Nasib miris dialami suku Druze berbahasa Arab yang memilih
menjadi warga pendudukan Israel.
Banyak di antara mereka yang direkrut Israel untuk bergabung bersama
pasukan pertahanan Israel (IDF). Namun, kebanyakan dari mereka tetap dibikin
hidup miskin dan termarginalisasi di wilayah pendudukan Israel.
Anggota Parlemen Knesset Arab-Israel, Hanin Zoabie, mengatakan orang-orang
Arab di wilayah itu diimingi kehidupan yang layak dan sejahtera dengan gaji
tinggi jika bergabung ke IDF.
Ia menyebut bahwa Israel berusaha mengincar orang-orang yang miskin dan
tidak memiliki pekerjaan untuk menjadi tentara.
"Sembilan puluh persen orang Arab yang bertugas di tentara Israel tidak
memiliki kesetaraan dengan orang Israel. Israel tidak membutuhkan mereka
untuk melindungi keamanannya, ini adalah masalah politik, yang pertama
adalah perpecahan dan pemerintahan." ungkap Zoabie, dikutip dari Al
Majalla.
Suku Druze yang menempati Israel juga tak banyak pilihan selain bergabung
bersama IDF untuk keluar dari himpitan ekonomi. Orang-orang Arab termasuk
suku Druze di Israel amat sulit mendapat pekerjaan yang layak selain menjadi
tentara.
Meski demikian, mereka tetap yang paling menderita tak mampu keluar dari
kemiskinan dan diskriminasi sebagai minoritas di wilayah pendudukan
Israel.
Meski banyak yang bergabung bersama IDF menjadi kombatan dan bertaruh
nyawa, anak-anak muda Druze termarginalisasi dan tertolak dari investasi
publik. Keluarga mereka harus membayar denda besar atas rumah-rumah yang
dibangun karena kebijakan yang amat ketat dan selektif terkait perencanaan
pembangunan dari Israel.
Sekitar 150 ribu orang Druze yang mayoritas Syiah tinggal di Israel,
seperti dikutip dari AFP. Mayoritas anak-anak laki mereka harus ikut wajib
militer di Israel, banyak pula yang tergabung sebagai kombatan di pasukan
infantri angkatan darat.
Komunitas Druze tersebar di 16 desa termasuk di Desa Beit Jann di wilayah
utara Israel, salah satu kampung halaman pemuda Druze yang tewas saat
bertugas di IDF melawan Hamas pada agresi Israel sejak 7 Oktober.

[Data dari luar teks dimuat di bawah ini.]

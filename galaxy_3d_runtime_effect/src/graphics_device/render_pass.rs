/// Render pass interface: the command sink a draw records into

use crate::graphics_device::{Command, PixelFormat, SampleCount, TransientBuffer};

/// Attachment formats of the pass being recorded
#[derive(Debug, Clone, Copy, PartialEq, Eq, Hash)]
pub struct RenderTargetInfo {
    /// Format of color attachment 0
    pub color_format: PixelFormat,
    /// Format of the stencil attachment (`Unknown` when absent)
    pub stencil_format: PixelFormat,
    /// Multisample count of the attachments
    pub sample_count: SampleCount,
}

impl RenderTargetInfo {
    /// Single-sampled target with the given formats
    pub fn new(color_format: PixelFormat, stencil_format: PixelFormat) -> Self {
        Self {
            color_format,
            stencil_format,
            sample_count: SampleCount::Count1,
        }
    }

    /// Whether the target has a stencil attachment
    pub fn has_stencil(&self) -> bool {
        self.stencil_format.has_stencil()
    }
}

/// A render pass being recorded
///
/// Owned by a single thread for the duration of recording.
pub trait RenderPass {
    /// Attachment formats of this pass
    fn render_target(&self) -> &RenderTargetInfo;

    /// Per-pass arena for uniform and vertex data
    fn transients_buffer(&mut self) -> &mut TransientBuffer;

    /// Record a draw
    ///
    /// Returns false if the pass rejects the command (e.g. incomplete).
    fn add_command(&mut self, command: Command) -> bool;
}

Sejak 7 Oktober hingga 21 November sekitar enam orang Druze dari 390
anggota IDF tewas dalam pertempuran. Salah satu yang meninggal dunia adalah
anggota IDF dari suku Druze, Adi Malik Harb.

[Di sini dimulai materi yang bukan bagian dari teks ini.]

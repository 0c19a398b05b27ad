/// GraphicsContext - shared rendering state for contents objects
///
/// Holds the backend device and compiler together with the caches built on
/// top of them. One context lives as long as the device; contents objects
/// borrow it for each draw.

use std::sync::Arc;
use crate::contents::{BlendMode, ClipRestore, Entity};
use crate::graphics_device::{
    BlendFactor, BlendOperation, ColorAttachmentDescriptor, CompareFunction, GraphicsDevice,
    PipelineDescriptor, PixelFormat, PrimitiveType, RenderPass, SampleCount, SamplerCache,
    SamplerLibrary, ShaderCompiler, StencilAttachmentDescriptor, StencilOperation,
};
use crate::runtime_stage::{PipelineCache, ShaderFunctionRegistry};

// ============================================================================
// Config
// ============================================================================

/// Context-wide rendering configuration
#[derive(Debug, Clone, PartialEq, Eq)]
pub struct Config {
    /// Debug label of the context
    pub label: String,
    /// Format of color attachment 0 in built pipelines
    pub color_format: PixelFormat,
    /// Stencil attachment format in built pipelines
    pub stencil_format: PixelFormat,
}

impl Default for Config {
    fn default() -> Self {
        Self {
            label: "Galaxy3D Context".to_string(),
            color_format: PixelFormat::B8G8R8A8Unorm,
            stencil_format: PixelFormat::S8Uint,
        }
    }
}

// ============================================================================
// GraphicsContext
// ============================================================================

/// Device, compiler, and the caches shared by every draw
pub struct GraphicsContext {
    device: Arc<dyn GraphicsDevice>,
    shader_functions: ShaderFunctionRegistry,
    pipelines: PipelineCache,
    samplers: Arc<dyn SamplerLibrary>,
    clip_restore: Arc<dyn ClipRestore>,
    config: Config,
}

impl GraphicsContext {
    /// Create a context with a device-backed sampler cache
    pub fn new(
        device: Arc<dyn GraphicsDevice>,
        compiler: Arc<dyn ShaderCompiler>,
        clip_restore: Arc<dyn ClipRestore>,
        config: Config,
    ) -> Self {
        let samplers: Arc<dyn SamplerLibrary> = Arc::new(SamplerCache::new(device.clone()));
        crate::engine_info!(
            "galaxy3d::GraphicsContext",
            "Created context '{}' (color {:?}, stencil {:?})",
            config.label,
            config.color_format,
            config.stencil_format
        );

        Self {
            device,
            shader_functions: ShaderFunctionRegistry::new(compiler),
            pipelines: PipelineCache::new(),
            samplers,
            clip_restore,
            config,
        }
    }

    /// Replace the sampler library
    pub fn with_sampler_library(mut self, samplers: Arc<dyn SamplerLibrary>) -> Self {
        self.samplers = samplers;
        self
    }

    pub fn device(&self) -> &Arc<dyn GraphicsDevice> {
        &self.device
    }

    /// Registry of compiled runtime shader functions
    pub fn shader_functions(&self) -> &ShaderFunctionRegistry {
        &self.shader_functions
    }

    /// Pipeline cache
    pub fn pipelines(&self) -> &PipelineCache {
        &self.pipelines
    }

    pub fn sampler_library(&self) -> &Arc<dyn SamplerLibrary> {
        &self.samplers
    }

    /// Contents that reset stencil coverage after an overdraw-protected draw
    pub fn clip_restore(&self) -> &Arc<dyn ClipRestore> {
        &self.clip_restore
    }

    pub fn config(&self) -> &Config {
        &self.config
    }
}

// ============================================================================
// PipelineOptions
// ============================================================================

/// Per-draw pipeline state derived from the pass and the entity
#[derive(Debug, Clone, Copy, PartialEq, Eq, Hash)]
pub struct PipelineOptions {
    pub sample_count: SampleCount,
    pub blend_mode: BlendMode,
    pub stencil_compare: CompareFunction,
    pub stencil_operation: StencilOperation,
    pub primitive_type: PrimitiveType,
}

impl PipelineOptions {
    /// Defaults for drawing `entity` into `pass`
    pub fn from_pass_and_entity(pass: &dyn RenderPass, entity: &Entity) -> Self {
        Self {
            sample_count: pass.render_target().sample_count,
            blend_mode: entity.blend_mode(),
            stencil_compare: CompareFunction::GreaterEqual,
            stencil_operation: StencilOperation::Keep,
            primitive_type: PrimitiveType::Triangle,
        }
    }

    /// Write these options into `descriptor`
    ///
    /// Expects color attachment 0 to be present; its format is kept and its
    /// blend equation is replaced.
    pub fn apply_to_descriptor(&self, descriptor: &mut PipelineDescriptor) {
        descriptor.sample_count = self.sample_count;
        descriptor.primitive_type = self.primitive_type;

        if let Some(color0) = descriptor.color_attachments.get_mut(&0) {
            apply_blend_mode(color0, self.blend_mode);
        }

        descriptor.set_stencil_attachment_descriptors(StencilAttachmentDescriptor {
            stencil_compare: self.stencil_compare,
            depth_stencil_pass: self.stencil_operation,
            ..StencilAttachmentDescriptor::default()
        });
    }
}

fn apply_blend_mode(color: &mut ColorAttachmentDescriptor, blend_mode: BlendMode) {
    use BlendFactor::*;

    let (src, dst) = match blend_mode {
        BlendMode::Clear => (Zero, Zero),
        BlendMode::Source => (One, Zero),
        BlendMode::Destination => (Zero, One),
        BlendMode::SourceOver => (One, OneMinusSourceAlpha),
        BlendMode::DestinationOver => (OneMinusDestinationAlpha, One),
        BlendMode::SourceIn => (DestinationAlpha, Zero),
        BlendMode::DestinationIn => (Zero, SourceAlpha),
        BlendMode::SourceOut => (OneMinusDestinationAlpha, Zero),
        BlendMode::DestinationOut => (Zero, OneMinusSourceAlpha),
        BlendMode::Plus => (One, One),
    };

    color.src_color_blend_factor = src;
    color.dst_color_blend_factor = dst;
    color.src_alpha_blend_factor = src;
    color.dst_alpha_blend_factor = dst;
    color.color_blend_op = BlendOperation::Add;
    color.alpha_blend_op = BlendOperation::Add;
}

#[cfg(test)]
#[path = "content_context_tests.rs"]
mod tests;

Kematian mereka kembali memicu perdebatan terkait konstitusi Negara Israel
sebagai negara untuk orang-orang Yahudi dan merendahkan suku-suku bangsa
lainnya termasuk Arab di wilayah itu.
Pemakaman Malik Harb di Desa Beit Jann begitu sunyi diliputi kesedihan
mendalam di antara keluarga dan kerabatnya.
"Bukankah teman-teman dan kenalan Adi (Malik Harb) layak mendapat pekerjaan
dan membangun rumah di Beit Jann tanpa intervensi, tanpa khawatir tentang
aturan ketat dan denda?" ujar pemimpin Syiah komunitas Druze di Beit Jann,
Syekh Mowafaq Tarif.
Sejumlah aktivis menyebut orang-orang Druze hidup dengan jaringan listrik,
saluran pembuangan, hingga jalan-jalan yang sangat buruk selama mengalami
marginalisasi oleh Israel dalam beberapa dekade.
Salah satu tokoh masyarakat Druze, Salah Abu Rukun, warga amat jarang
diperbolehkan membangun rumah. Rumah-rumah mereka banyak yang digusur karena
dinilai ilegal oleh Israel sehingga memicu protes warga.
Ia mengatakan orang-orang Druze sebagaimana orang Arab lainnya nyaris tak
memiliki kepemilikan atas tanah untuk melanjutkan eksistensi mereka.
Undang-undang tahun 2017 untuk mencegah pembangunan yang tak diatur otoritas
Israel semakin menghimpit orang-orang Arab termasuk suku Druze di Israel.
Pengacara dari Desa Beit Jann Nisreen Abu Asale mengatakan warga tidak
punya pilihan selain menempati rumah-rumah mereka tanpa izin dari otoritas
Israel.
"Kami tidak ingin meninggalkan komunitas, budaya, atau agama kami," ujar
Abu Asale sembari menyebut tak ada perkembangan berarti di desanya dalam
beberapa dekade terakhir.
"Kami hidup berdasarkan kebutuhan 20 atau 30 tahun lalu," ia
menambahkan.
Praktik-praktik pembongkaran memang jarang dilakukan, tapi Israel kerap
memaksakan denda besar kepada warga Druze atas rumah mereka sendiri.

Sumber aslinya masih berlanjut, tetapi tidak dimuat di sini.